Chapter 8: Breath Between Blows

Sae hadn't meant to be there. Not at first.

She'd overheard whispers outside the library - two second-years passing rumors like gum wrappers.

"Takumi's finally gonna shut that weird Nakamura guy up."

"Boxing match? Gym 2. Five o'clock. Should be brutal."

Her gut twisted at the sound of it. Not fear exactly. Something stranger. Sharper.

Nakamura had looked… tired, all week. Guarded more than usual. When she asked about his hand, he lied - carefully, like someone who'd been doing it for years. She'd noticed the bruises before he tucked them back under his sleeve.
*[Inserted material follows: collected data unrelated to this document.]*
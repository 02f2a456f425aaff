use anyhow::Result;
use async_nats::jetstream;
use async_trait::async_trait;

/// Trait for JetStream publisher operations
/// Abstracts what the producer and the dead-letter path need: publish a
/// payload and await the broker's persistence acknowledgment.
#[cfg_attr(any(test, feature = "testing"), mockall::automock)]
#[async_trait]
pub trait JetStreamPublisher: Send + Sync {
    /// Publish a message to a subject and await the persistence acknowledgment
    async fn publish(&self, subject: String, payload: bytes::Bytes) -> Result<()>;
}

/// Trait for JetStream consumer operations
/// Abstracts creating a durable pull consumer on a stream
#[cfg_attr(any(test, feature = "testing"), mockall::automock)]
#[async_trait]
pub trait JetStreamConsumer: Send + Sync {
    /// Create (or re-attach to) a durable pull consumer on a stream
    async fn create_consumer(
        &self,
        config: jetstream::consumer::pull::Config,
        stream_name: &str,
    ) -> Result<Box<dyn PullConsumer>>;
}

/// Trait for pull consumer operations
#[cfg_attr(any(test, feature = "testing"), mockall::automock)]
#[async_trait]
pub trait PullConsumer: Send + Sync {
    /// Fetch up to `max_messages` messages, waiting at most `expires`
    async fn fetch_messages(
        &self,
        max_messages: usize,
        expires: std::time::Duration,
    ) -> Result<Vec<jetstream::Message>>;
}
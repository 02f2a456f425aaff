mod config;
mod telemetry;

use std::sync::Arc;
use std::time::Duration;

use anyhow::{Context, Result};
use crate::config::ServiceConfig;
use footprint_api::{AppState, HttpServerConfig, IngestionApi};
use footprint_domain::IngestionService;
use footprint_nats::{NatsClient, NatsEventProducer};
use footprint_postgres::{ensure_schema, EventStore, PostgresClient};
use footprint_runner::Runner;
use footprint_worker::{EventWorker, EventWorkerConfig};
use tracing::{debug, error, info};

#[tokio::main]
async fn main() {
    let config = match ServiceConfig::from_env() {
        Ok(cfg) => cfg,
        Err(e) => {
            eprintln!("Failed to load configuration: {}", e);
            std::process::exit(1);
        }
    };

    telemetry::init_telemetry(&config.log_level);

    info!("Starting footprint-all-in-one service");
    debug!("Configuration: {:?}", config);

    if let Err(e) = run(config).await {
        error!(error = format!("{:#}", e), "Service exited with error");
        std::process::exit(1);
    }
}

async fn run(config: ServiceConfig) -> Result<()> {
    // Storage: connect, verify, and apply the schema before serving
    let postgres = PostgresClient::new(
        &config.postgres_host,
        config.postgres_port,
        &config.postgres_database,
        &config.postgres_username,
        &config.postgres_password,
        config.postgres_pool_size,
        Duration::from_secs(config.postgres_wait_timeout_secs),
    )?;
    postgres.ping().await.context("PostgreSQL is unreachable")?;
    ensure_schema(&postgres).await?;

    // Broker: both the event queue and its dead-letter companion
    let nats_client = Arc::new(
        NatsClient::connect(
            &config.nats_url,
            Duration::from_secs(config.nats_connect_timeout_secs),
        )
        .await?,
    );
    nats_client.ensure_queue(&config.events_stream).await?;
    nats_client.ensure_queue(&config.dead_letter_stream).await?;

    // Ingestion side
    let producer = Arc::new(NatsEventProducer::new(
        nats_client.create_publisher_client(),
        config.events_subject.clone(),
        Duration::from_secs(config.publish_timeout_secs),
    ));
    let ingestion_api = IngestionApi::new(
        AppState {
            ingestion: Arc::new(IngestionService::new(producer)),
            readiness: nats_client.clone(),
        },
        HttpServerConfig {
            host: config.http_host.clone(),
            port: config.http_port,
        },
    );

    // Persistence side
    let event_store = Arc::new(EventStore::new(
        postgres,
        Duration::from_secs(config.persist_timeout_secs),
    ));
    let worker = EventWorker::new(
        event_store,
        nats_client.clone(),
        EventWorkerConfig {
            stream: config.events_stream.clone(),
            filter_subject: config.events_subject.clone(),
            durable_name: config.consumer_durable_name.clone(),
            dead_letter_subject: config.dead_letter_subject.clone(),
            num_workers: config.num_workers,
            batch_size: config.nats_batch_size,
            batch_wait: Duration::from_secs(config.nats_batch_wait_secs),
            ack_wait: Duration::from_secs(config.ack_wait_secs),
            max_deliveries: config.max_deliveries,
            retry_delay: Duration::from_secs(config.retry_delay_secs),
            backoff_base: Duration::from_secs(config.consumer_backoff_base_secs),
            backoff_cap: Duration::from_secs(config.consumer_backoff_cap_secs),
            health_host: config.worker_health_host.clone(),
            health_port: config.worker_health_port,
        },
    );

    let mut runner = Runner::new()
        .with_named_process("ingestion_api", ingestion_api.into_runner_process());

    for (name, process) in worker.into_runner_processes() {
        runner = runner.with_boxed_process(name, process);
    }

    runner
        .with_closer("nats_connection", {
            let client = nats_client.clone();
            move || async move {
                client.close().await;
                Ok(())
            }
        })
        .with_closer_timeout(Duration::from_secs(10))
        .run()
        .await
}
Now, standing near the gym doors, the cold from the late autumn wind still clinging to her jacket, she saw him again - silent, steady, focused.

Takumi was playing it up. Talking loud. Acting casual. But she noticed the way his eyes narrowed when Nakamura didn't flinch. The way he clenched his jaw after every blocked jab. He wasn't in control of this the way he thought he'd be.

Sae's eyes flicked over to Tanaka, who stood further up front.

He looked different, too. Jaw tight. Hands folded in front of him like he didn't trust them not to act.

She suddenly understood something she hadn't before.

It wasn't pity they felt toward Nakamura.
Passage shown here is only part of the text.